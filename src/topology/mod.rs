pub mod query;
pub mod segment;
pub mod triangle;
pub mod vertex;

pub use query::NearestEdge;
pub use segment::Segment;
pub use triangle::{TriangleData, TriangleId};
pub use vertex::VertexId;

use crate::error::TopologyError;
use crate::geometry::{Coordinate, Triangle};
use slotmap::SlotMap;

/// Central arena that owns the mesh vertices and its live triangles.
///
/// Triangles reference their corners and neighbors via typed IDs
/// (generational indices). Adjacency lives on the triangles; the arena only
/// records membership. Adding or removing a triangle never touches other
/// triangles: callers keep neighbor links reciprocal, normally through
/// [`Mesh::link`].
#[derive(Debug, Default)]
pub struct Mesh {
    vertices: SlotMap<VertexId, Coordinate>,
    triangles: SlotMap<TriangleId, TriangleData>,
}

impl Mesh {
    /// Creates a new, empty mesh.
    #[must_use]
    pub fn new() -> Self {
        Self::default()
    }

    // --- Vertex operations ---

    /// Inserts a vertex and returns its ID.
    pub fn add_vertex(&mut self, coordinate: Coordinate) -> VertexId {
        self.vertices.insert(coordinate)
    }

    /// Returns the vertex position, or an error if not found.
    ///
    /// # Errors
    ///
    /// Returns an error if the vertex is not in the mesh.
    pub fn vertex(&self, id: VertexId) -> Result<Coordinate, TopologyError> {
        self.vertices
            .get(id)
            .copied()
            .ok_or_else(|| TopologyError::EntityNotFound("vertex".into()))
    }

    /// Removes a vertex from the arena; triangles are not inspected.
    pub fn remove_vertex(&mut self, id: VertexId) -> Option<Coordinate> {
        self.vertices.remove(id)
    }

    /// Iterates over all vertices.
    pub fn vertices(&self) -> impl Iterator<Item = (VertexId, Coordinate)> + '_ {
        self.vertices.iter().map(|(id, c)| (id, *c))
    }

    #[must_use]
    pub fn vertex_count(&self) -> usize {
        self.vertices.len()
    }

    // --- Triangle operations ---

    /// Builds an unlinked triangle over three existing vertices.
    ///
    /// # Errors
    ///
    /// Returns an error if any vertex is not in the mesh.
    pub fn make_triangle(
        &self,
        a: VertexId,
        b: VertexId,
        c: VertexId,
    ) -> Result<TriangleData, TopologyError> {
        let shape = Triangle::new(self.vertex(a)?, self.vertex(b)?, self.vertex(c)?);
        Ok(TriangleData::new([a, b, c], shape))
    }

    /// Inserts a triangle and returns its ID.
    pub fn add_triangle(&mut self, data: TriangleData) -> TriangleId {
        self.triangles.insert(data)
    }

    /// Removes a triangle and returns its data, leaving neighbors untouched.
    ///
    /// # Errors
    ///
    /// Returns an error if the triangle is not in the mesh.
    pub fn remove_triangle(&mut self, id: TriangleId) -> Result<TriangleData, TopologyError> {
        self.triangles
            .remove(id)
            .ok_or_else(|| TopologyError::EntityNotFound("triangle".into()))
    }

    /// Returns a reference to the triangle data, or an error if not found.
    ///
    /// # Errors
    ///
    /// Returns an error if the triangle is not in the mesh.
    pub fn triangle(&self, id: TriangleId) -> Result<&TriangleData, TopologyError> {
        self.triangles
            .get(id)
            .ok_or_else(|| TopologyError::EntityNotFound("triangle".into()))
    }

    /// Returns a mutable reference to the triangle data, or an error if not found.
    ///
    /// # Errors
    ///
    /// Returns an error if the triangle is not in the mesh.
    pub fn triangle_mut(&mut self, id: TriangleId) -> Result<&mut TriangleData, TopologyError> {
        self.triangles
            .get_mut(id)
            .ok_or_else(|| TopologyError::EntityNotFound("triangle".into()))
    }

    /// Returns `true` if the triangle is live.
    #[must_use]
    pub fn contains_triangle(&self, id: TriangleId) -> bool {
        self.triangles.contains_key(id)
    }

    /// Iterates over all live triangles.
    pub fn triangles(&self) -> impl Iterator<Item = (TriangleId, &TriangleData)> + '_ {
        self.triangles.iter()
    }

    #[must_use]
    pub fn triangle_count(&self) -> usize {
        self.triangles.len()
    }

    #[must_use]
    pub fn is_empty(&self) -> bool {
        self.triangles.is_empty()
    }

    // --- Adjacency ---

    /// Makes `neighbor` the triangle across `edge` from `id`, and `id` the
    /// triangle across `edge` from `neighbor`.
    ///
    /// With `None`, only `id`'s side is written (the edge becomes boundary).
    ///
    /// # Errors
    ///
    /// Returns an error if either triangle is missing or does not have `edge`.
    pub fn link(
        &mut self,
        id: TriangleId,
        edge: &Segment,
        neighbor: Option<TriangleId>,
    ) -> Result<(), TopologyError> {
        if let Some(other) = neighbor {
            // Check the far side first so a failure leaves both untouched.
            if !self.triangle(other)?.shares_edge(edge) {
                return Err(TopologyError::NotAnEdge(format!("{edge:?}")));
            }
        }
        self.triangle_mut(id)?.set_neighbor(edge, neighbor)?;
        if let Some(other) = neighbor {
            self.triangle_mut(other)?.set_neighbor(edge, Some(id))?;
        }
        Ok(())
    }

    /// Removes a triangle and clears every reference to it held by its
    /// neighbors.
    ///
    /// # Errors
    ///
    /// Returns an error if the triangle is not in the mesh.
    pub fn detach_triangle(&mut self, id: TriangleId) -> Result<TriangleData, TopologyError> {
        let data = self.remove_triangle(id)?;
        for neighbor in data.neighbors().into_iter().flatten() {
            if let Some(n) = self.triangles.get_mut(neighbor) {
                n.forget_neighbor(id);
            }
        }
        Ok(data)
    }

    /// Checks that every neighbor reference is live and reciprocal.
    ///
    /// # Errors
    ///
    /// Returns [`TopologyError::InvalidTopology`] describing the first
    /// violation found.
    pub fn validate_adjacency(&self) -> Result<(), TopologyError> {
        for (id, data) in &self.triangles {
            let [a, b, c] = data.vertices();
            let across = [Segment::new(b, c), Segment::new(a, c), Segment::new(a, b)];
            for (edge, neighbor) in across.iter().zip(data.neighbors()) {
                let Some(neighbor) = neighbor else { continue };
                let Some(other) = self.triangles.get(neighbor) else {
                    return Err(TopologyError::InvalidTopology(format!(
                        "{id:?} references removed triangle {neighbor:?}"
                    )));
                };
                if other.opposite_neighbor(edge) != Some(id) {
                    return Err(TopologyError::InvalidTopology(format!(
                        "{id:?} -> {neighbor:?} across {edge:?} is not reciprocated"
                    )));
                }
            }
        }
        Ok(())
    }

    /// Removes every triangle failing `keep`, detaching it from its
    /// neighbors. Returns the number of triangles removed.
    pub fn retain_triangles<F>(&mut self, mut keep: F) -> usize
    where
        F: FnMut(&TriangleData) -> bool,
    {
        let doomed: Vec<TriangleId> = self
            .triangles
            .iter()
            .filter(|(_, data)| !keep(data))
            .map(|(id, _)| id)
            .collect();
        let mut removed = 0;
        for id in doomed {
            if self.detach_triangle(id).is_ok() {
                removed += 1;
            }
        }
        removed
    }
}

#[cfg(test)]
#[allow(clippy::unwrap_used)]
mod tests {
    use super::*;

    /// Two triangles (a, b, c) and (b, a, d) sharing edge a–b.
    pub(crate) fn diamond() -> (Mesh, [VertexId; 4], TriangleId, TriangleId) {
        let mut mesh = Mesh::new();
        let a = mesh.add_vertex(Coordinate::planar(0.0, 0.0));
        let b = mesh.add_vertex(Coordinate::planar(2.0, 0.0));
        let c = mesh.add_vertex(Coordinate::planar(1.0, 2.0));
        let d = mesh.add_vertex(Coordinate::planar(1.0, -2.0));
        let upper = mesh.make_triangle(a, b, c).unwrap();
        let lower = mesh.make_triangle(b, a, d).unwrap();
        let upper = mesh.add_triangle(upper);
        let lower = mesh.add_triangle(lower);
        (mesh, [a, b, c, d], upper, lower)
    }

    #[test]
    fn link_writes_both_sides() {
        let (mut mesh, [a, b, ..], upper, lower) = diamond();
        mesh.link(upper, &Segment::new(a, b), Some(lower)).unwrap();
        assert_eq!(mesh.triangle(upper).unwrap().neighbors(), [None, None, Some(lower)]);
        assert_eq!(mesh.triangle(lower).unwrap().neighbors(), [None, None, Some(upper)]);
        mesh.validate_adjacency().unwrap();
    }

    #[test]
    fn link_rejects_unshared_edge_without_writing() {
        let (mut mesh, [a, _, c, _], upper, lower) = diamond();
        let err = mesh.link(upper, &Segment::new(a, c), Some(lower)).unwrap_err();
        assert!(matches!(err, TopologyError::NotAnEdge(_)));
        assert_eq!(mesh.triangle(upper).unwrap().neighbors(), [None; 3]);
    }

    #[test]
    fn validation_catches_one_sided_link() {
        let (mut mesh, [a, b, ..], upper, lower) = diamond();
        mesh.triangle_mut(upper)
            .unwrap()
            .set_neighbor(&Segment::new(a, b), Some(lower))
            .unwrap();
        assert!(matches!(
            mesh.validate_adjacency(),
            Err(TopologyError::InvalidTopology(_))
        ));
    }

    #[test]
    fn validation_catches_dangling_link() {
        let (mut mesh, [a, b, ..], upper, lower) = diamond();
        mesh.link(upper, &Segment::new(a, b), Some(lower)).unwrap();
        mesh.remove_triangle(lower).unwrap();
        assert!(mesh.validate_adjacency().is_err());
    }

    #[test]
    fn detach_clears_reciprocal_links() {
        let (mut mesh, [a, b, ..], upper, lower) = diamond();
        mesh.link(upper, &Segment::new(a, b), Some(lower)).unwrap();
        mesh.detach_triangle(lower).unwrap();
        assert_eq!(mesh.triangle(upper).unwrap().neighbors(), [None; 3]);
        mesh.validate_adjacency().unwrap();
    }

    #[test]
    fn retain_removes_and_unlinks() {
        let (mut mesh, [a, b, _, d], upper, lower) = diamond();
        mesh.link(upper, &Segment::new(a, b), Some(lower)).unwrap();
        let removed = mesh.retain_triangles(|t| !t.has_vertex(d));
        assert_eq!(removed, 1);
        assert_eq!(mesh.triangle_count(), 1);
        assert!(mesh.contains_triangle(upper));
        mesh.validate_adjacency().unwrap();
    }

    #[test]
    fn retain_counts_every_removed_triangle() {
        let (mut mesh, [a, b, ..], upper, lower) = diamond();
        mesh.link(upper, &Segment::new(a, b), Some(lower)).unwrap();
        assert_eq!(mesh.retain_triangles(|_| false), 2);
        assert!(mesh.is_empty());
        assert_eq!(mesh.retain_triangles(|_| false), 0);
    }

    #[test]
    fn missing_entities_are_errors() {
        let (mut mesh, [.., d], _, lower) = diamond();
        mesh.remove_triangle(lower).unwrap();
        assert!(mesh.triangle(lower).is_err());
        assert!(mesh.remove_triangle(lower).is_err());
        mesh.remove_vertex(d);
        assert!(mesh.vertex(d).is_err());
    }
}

--

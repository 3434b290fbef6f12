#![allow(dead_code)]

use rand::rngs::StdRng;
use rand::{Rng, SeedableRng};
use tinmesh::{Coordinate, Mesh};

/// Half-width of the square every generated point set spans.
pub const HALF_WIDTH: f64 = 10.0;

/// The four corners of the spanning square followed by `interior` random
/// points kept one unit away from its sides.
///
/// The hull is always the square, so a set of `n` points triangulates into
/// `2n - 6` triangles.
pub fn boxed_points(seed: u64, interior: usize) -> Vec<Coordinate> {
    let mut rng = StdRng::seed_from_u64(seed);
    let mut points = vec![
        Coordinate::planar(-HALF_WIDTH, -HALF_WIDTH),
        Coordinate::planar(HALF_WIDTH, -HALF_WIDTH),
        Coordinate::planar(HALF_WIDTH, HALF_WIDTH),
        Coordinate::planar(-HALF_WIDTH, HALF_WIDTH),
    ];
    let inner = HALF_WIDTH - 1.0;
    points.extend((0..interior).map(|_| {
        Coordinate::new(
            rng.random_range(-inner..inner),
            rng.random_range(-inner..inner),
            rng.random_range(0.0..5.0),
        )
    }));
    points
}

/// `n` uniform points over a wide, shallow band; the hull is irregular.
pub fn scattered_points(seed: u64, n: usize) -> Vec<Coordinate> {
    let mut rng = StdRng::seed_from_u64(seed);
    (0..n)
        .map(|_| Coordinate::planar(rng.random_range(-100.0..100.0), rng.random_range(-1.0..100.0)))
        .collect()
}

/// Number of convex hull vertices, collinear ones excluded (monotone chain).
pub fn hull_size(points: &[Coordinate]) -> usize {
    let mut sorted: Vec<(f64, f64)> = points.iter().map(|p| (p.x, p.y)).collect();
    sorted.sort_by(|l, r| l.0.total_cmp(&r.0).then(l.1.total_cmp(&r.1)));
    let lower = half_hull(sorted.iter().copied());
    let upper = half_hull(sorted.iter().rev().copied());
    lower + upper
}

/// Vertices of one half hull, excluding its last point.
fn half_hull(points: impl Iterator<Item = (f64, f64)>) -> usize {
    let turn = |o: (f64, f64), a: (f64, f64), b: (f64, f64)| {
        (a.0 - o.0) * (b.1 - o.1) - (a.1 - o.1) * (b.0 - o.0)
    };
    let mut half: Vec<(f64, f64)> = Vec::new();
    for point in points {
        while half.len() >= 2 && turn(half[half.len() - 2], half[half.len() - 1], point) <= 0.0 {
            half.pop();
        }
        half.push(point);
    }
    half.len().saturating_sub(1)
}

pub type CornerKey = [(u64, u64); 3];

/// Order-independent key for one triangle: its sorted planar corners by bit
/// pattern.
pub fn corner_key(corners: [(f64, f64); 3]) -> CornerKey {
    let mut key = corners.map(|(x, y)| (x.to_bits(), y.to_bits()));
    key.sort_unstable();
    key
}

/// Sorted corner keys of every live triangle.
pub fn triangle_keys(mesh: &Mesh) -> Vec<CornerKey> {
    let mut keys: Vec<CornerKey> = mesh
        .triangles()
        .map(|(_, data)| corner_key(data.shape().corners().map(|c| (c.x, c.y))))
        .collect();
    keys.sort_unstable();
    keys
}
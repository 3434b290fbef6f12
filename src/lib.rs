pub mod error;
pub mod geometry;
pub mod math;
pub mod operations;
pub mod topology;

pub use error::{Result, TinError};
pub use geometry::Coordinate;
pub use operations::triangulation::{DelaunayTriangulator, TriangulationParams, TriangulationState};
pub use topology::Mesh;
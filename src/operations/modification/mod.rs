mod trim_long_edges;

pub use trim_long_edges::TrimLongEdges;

## EXERCISE INSTRUCTIONS:
Would you please return all lines from the listing above that contain "matches"?

## WRITTEN SOLUTION:
        assert!(matches!(err, TopologyError::NotAnEdge(_)));
        assert!(matches!(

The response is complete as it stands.